(WORK INSTRUCTIONS)
From the line below that contains "Server-assigned creation time." to the line that contains "not an error.", repeat every line exactly, both ends included, and nothing else.

(PROVIDED ENTRIES)
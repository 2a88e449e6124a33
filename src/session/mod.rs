//! Remote session plumbing
//!
//! The presenter and the student page meet in a shared cloud session: a
//! document holding the current slide pointer, a blob storage folder of slide
//! images, and per-slide response collections. Everything the coordinator
//! needs from the cloud goes through the [`SessionClient`] trait so the
//! pipeline can run against an in-memory double in tests.

pub mod firebase;
pub mod watcher;

use async_trait::async_trait;
use chrono::{DateTime, Utc};
use serde::{Deserialize, Serialize};
use thiserror::Error;

pub use firebase::FirebaseSessionClient;
pub use watcher::ResponseWatcher;

/// Errors from the cloud boundary
#[derive(Error, Debug)]
pub enum SessionError {
    #[error("Transport error: {0}")]
    Transport(String),

    #[error("Cloud request failed with status {status}: {body}")]
    Status { status: u16, body: String },

    #[error("Unexpected response shape: {0}")]
    Malformed(String),

    #[error("Worker join failed: {0}")]
    Join(String),
}

/// Result type for session operations
pub type SessionResult<T> = Result<T, SessionError>;

/// The "current slide" pointer as written to the session document
#[derive(Debug, Clone, PartialEq, Serialize, Deserialize)]
#[serde(rename_all = "camelCase")]
pub struct SlidePointer {
    pub slide_index: u64,
    pub image_url: String,
    /// Capture dimensions, so clients can reason about aspect ratio.
    pub width: u32,
    pub height: u32,
    pub monitor_index: usize,
    pub updated_at: DateTime<Utc>,
}

/// What the remote session document currently holds
#[derive(Debug, Clone, Default, PartialEq)]
pub struct SessionSnapshot {
    /// Index of the slide students currently see, if any slide exists yet.
    pub slide_index: Option<u64>,
    /// Image URLs of every slide uploaded so far, in order.
    pub slides: Vec<String>,
}

/// One student's tap on the current slide
#[derive(Debug, Clone, PartialEq, Serialize, Deserialize)]
pub struct TapResponse {
    /// Server-assigned document id, used for de-duplication.
    pub id: String,
    pub slide_index: u64,
    /// Normalized coordinates in [0, 1].
    pub x: f64,
    pub y: f64,
    /// Server-assigned creation time.
    pub created_at: DateTime<Utc>,
}

/// Trait for the cloud session boundary
#[async_trait]
pub trait SessionClient: Send + Sync {
    /// Fetch the session document; a session that does not exist yet is an
    /// empty snapshot, not an error.
    async fn fetch_session(&self, session_id: &str) -> SessionResult<SessionSnapshot>;

    /// Upload one encoded slide image and return its public URL.
    async fn upload_image(
        &self,
        session_id: &str,
        slide_index: u64,
        bytes: Vec<u8>,
    ) -> SessionResult<String>;

    /// Commit a new current-slide pointer together with the accumulated
    /// slide list. This is the only write students observe; it must happen
    /// last in the capture pipeline.
    async fn set_current_slide(
        &self,
        session_id: &str,
        pointer: &SlidePointer,
        slides: &[String],
    ) -> SessionResult<()>;

    /// Fetch all tap responses recorded for one slide.
    async fn fetch_tap_responses(
        &self,
        session_id: &str,
        slide_index: u64,
    ) -> SessionResult<Vec<TapResponse>>;
}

(ANSWER TO THE PROBLEM)
    /// Server-assigned creation time.
    pub created_at: DateTime<Utc>,
}

/// Trait for the cloud session boundary
#[async_trait]
pub trait SessionClient: Send + Sync {
    /// Fetch the session document; a session that does not exist yet is an
    /// empty snapshot, not an error.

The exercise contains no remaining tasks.